Beta2-adrenergic activation via administration of atenolol/formoterol combination increases contractility and coronary blood flow in isolated rat hearts

• Published in: Hellenic journal of cardiology Vol. 54; no. 5; pp. 341 - 347
• Main Authors: Watson, Dionysios C, Sargianou, Maria, Leivaditis, Vassilios, Anagnostopoulos, Constantinos
• Format: Journal Article
• Language: English
• Published: Netherlands 01.09.2013
• Subjects: Adrenergic beta-1 Receptor Antagonists - administration & dosage; Adrenergic beta-2 Receptor Agonists - administration & dosage; Animals; Atenolol - administration & dosage; Coronary Circulation - drug effects; Coronary Circulation - physiology; Drug Therapy, Combination; Ethanolamines - administration & dosage; Female; Formoterol Fumarate; Heart - drug effects; Heart Rate - drug effects; In Vitro Techniques; Myocardial Contraction - drug effects; Myocardial Contraction - physiology; Rats; Rats, Wistar; Receptors, Adrenergic, beta-2 - metabolism
• ISSN: 2241-5955

Commonly used adrenergic agonists in low cardiac output scenarios rely primarily on beta1adrenergic activation to stimulate cardiac function.
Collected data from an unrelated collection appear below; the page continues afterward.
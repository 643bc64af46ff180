// SPDX-License-Identifier: MPL-2.0
//! The ordered set of currently selected files.

use super::policy::Admission;
use crate::domain::{File, FileId, MaxFiles};
use crate::error::{Error, Result};

/// One selected file together with its stable id.
#[derive(Debug, Clone, PartialEq, Eq)]
pub struct Entry {
    id: FileId,
    file: File,
}

impl Entry {
    #[must_use]
    pub fn id(&self) -> FileId {
        self.id
    }

    #[must_use]
    pub fn file(&self) -> &File {
        &self.file
    }
}

/// Canonical selection state.
///
/// Order is insertion order. The length never exceeds the configured limit.
#[derive(Debug, Clone)]
pub struct FileCollection {
    entries: Vec<Entry>,
    max_files: MaxFiles,
}

impl FileCollection {
    #[must_use]
    pub fn new(max_files: MaxFiles) -> Self {
        Self {
            entries: Vec::new(),
            max_files,
        }
    }

    #[must_use]
    pub fn max_files(&self) -> MaxFiles {
        self.max_files
    }

    #[must_use]
    pub fn len(&self) -> usize {
        self.entries.len()
    }

    #[must_use]
    pub fn is_empty(&self) -> bool {
        self.entries.is_empty()
    }

    #[must_use]
    pub fn entries(&self) -> &[Entry] {
        &self.entries
    }

    pub fn files(&self) -> impl ExactSizeIterator<Item = &File> {
        self.entries.iter().map(Entry::file)
    }

    /// Current position of `id`, if it is still selected.
    #[must_use]
    pub fn position(&self, id: FileId) -> Option<usize> {
        self.entries.iter().position(|entry| entry.id == id)
    }

    /// Applies an admission and returns the files actually appended.
    ///
    /// The batch is clipped to the free room again, so an admission computed
    /// against stale state can never push the selection past its limit.
    pub fn add(&mut self, admission: Admission) -> Vec<File> {
        let Admission {
            mut accepted,
            replace,
        } = admission;
        if accepted.is_empty() {
            return accepted;
        }

        if replace {
            self.entries.clear();
        }
        accepted.truncate(self.max_files.remaining(self.entries.len()));

        self.entries.extend(accepted.iter().map(|file| Entry {
            id: FileId::next(),
            file: file.clone(),
        }));
        debug_assert!(self
            .max_files
            .get()
            .is_none_or(|max| self.entries.len() <= max));
        accepted
    }

    /// Removes the entry at `index`.
    ///
    /// # Errors
    ///
    /// Returns [`Error::IndexOutOfRange`] if `index` is not a current position.
    pub fn remove_at(&mut self, index: usize) -> Result<File> {
        if index >= self.entries.len() {
            return Err(Error::IndexOutOfRange {
                index,
                len: self.entries.len(),
            });
        }
        Ok(self.entries.remove(index).file)
    }

    /// Removes the entry with `id`, wherever it currently sits.
    ///
    /// # Errors
    ///
    /// Returns [`Error::UnknownFile`] if no entry carries `id`.
    pub fn remove(&mut self, id: FileId) -> Result<File> {
        let index = self.position(id).ok_or(Error::UnknownFile(id))?;
        Ok(self.entries.remove(index).file)
    }
}
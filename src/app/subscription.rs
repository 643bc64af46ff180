// SPDX-License-Identifier: MPL-2.0
//! Event subscriptions for the application.
//!
//! Only drag-and-drop window events are routed; everything else is handled by
//! the widgets themselves.

use super::Message;
use crate::infrastructure::WindowDropSource;
use iced::{event, Subscription};

pub fn create_event_subscription() -> Subscription<Message> {
    event::listen_with(|event, _status, _window_id| match event {
        event::Event::Window(window_event) if WindowDropSource::is_drop_event(&window_event) => {
            Some(Message::Window(window_event))
        }
        _ => None,
    })
}
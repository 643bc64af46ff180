// SPDX-License-Identifier: MPL-2.0
//! Filesystem helpers turning picked or dropped paths into [`File`]s.

use crate::domain::File;
use crate::error::{Error, Result};
use std::path::{Path, PathBuf};

/// Reads name, size and mime type of the file at `path`.
///
/// The mime type is guessed from the extension; unknown extensions map to
/// `application/octet-stream`.
///
/// # Errors
///
/// Returns [`Error::Io`] if the metadata cannot be read or the path is not a
/// regular file.
pub fn file_from_path(path: &Path) -> Result<File> {
    let metadata = std::fs::metadata(path)?;
    if !metadata.is_file() {
        return Err(Error::Io(format!("not a regular file: {}", path.display())));
    }

    let name = path
        .file_name()
        .map(|n| n.to_string_lossy().into_owned())
        .unwrap_or_else(|| path.display().to_string());
    let mime = mime_guess::from_path(path).first_or_octet_stream();

    Ok(File::with_path(name, metadata.len(), mime.essence_str(), path))
}

/// Converts every readable path, in order. Unreadable paths are logged and
/// skipped.
pub fn files_from_paths(paths: impl IntoIterator<Item = PathBuf>) -> Vec<File> {
    paths
        .into_iter()
        .filter_map(|path| match file_from_path(&path) {
            Ok(file) => Some(file),
            Err(err) => {
                tracing::warn!(path = %path.display(), %err, "skipping unreadable file");
                None
            }
        })
        .collect()
}

#[cfg(test)]
mod tests {
    use super::*;
    use tempfile::tempdir;

    #[test]
    fn reads_size_and_guesses_mime() {
        let dir = tempdir().expect("failed to create temp dir");
        let path = dir.path().join("photo.png");
        std::fs::write(&path, [0u8; 1536]).expect("write file");

        let file = file_from_path(&path).expect("file");
        assert_eq!(file.name(), "photo.png");
        assert_eq!(file.size(), 1536);
        assert_eq!(file.mime_type(), "image/png");
        assert_eq!(file.path(), Some(path.as_path()));
    }

    #[test]
    fn unknown_extension_is_octet_stream() {
        let dir = tempdir().expect("failed to create temp dir");
        let path = dir.path().join("blob.zzzunknown");
        std::fs::write(&path, b"x").expect("write file");

        let file = file_from_path(&path).expect("file");
        assert_eq!(file.mime_type(), "application/octet-stream");
    }

    #[test]
    fn directories_are_rejected() {
        let dir = tempdir().expect("failed to create temp dir");
        assert!(matches!(file_from_path(dir.path()), Err(Error::Io(_))));
    }

    #[test]
    fn missing_paths_are_skipped_in_batches() {
        let dir = tempdir().expect("failed to create temp dir");
        let present = dir.path().join("a.txt");
        std::fs::write(&present, b"hello").expect("write file");

        let files = files_from_paths(vec![dir.path().join("missing.txt"), present]);
        assert_eq!(files.len(), 1);
        assert_eq!(files[0].name(), "a.txt");
    }
}
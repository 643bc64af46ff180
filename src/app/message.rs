// SPDX-License-Identifier: MPL-2.0
//! Top-level messages and runtime flags for the application.

use crate::domain::File;
use crate::ui::dragbox;
use iced::window;

/// Top-level messages consumed by `App::update`.
#[derive(Debug, Clone)]
pub enum Message {
    /// Interaction inside the selection box.
    DragBox(dragbox::Message),
    /// The file dialog closed; empty when cancelled.
    DialogClosed(Vec<File>),
    /// A drag-and-drop window event.
    Window(window::Event),
}

/// Runtime flags passed from the command line.
#[derive(Debug, Default)]
pub struct Flags {
    /// Optional locale override (`--lang fr`).
    pub lang: Option<String>,
    /// Optional config directory override (`--config-dir PATH`).
    pub config_dir: Option<String>,
    /// Overrides `[dragbox] max_files`; `0` means unbounded.
    pub max_files: Option<usize>,
    /// Overrides `[dragbox] accept` with a comma-separated list.
    pub accept: Option<String>,
}
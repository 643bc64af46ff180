// SPDX-License-Identifier: MPL-2.0
//! `iced_dragbox` is a drag-and-drop file selection box built with the Iced GUI
//! framework.
//!
//! The box collects files from a native dialog or from window drops, enforces
//! an optional file limit, shows a preview per file and notifies listeners of
//! every change. The core ([`application`], [`domain`]) is toolkit-free; the
//! Iced, `rfd` and filesystem adapters live in [`infrastructure`] and [`ui`].
//!
//! ```
//! use iced_dragbox::application::{DragBox, DragBoxOptions};
//! use iced_dragbox::domain::{File, MaxFiles};
//! use iced_dragbox::infrastructure::MemoryPreviewPort;
//! use iced_dragbox::ui::layout::Layout;
//!
//! let mut dragbox = DragBox::mount(
//!     &Layout::single("files"),
//!     "files".into(),
//!     DragBoxOptions::new().max_files(MaxFiles::SINGLE),
//!     MemoryPreviewPort::new(),
//! )
//! .expect("slot exists");
//!
//! dragbox.add_file(File::new("photo.png", 2048, "image/png"));
//! assert_eq!(dragbox.view_model().entries[0].display_size, "2.00 KB");
//! ```

#![doc(html_root_url = "https://docs.rs/iced_dragbox/0.1.0")]

pub mod app;
pub mod application;
pub mod domain;
pub mod error;
pub mod i18n;
pub mod infrastructure;
pub mod ui;

pub use error::{Error, Result};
Little is known about the use of beta2-adrenergic agonist administration for this purpose, although the associated vasodilation may be beneficial. This study was conducted in order to assess the efficacy of one such beta2-adrenergic agonist, formoterol, in augmenting cardiac function. The hearts of 8 anesthetized female Wistar rats were excised, and subsequently kept functional in an isolated heart preparation (Langendorff apparatus). After placement on the apparatus, hearts were subjected to the beta1-blocker, atenolol, and then to a combination of formoterol/atenolol. Left ventricular developed pressure (LVDP), heart rate (HR), and coronary flow (CF) were monitored. CF showed a median increase of 16% (p<0.05) after formoterol/atenolol administration, with this effect lasting 20 min post-administration. Furthermore, statistically significant differences included an early 26% increase in LVDP and a late 21% increase in HR. The CF increase was independent of HR and LVDP changes. Our results indicate that the beta2-agonist formoterol not only successfully increases heart rate and contractility, but also increases coronary flow, most likely by means of beta2-mediated coronary vasodilation. This pharmacological profile may prove to be especially beneficial in situations where cardiac output must be increased, while adequate myocardial oxygen delivery needs to be maintained.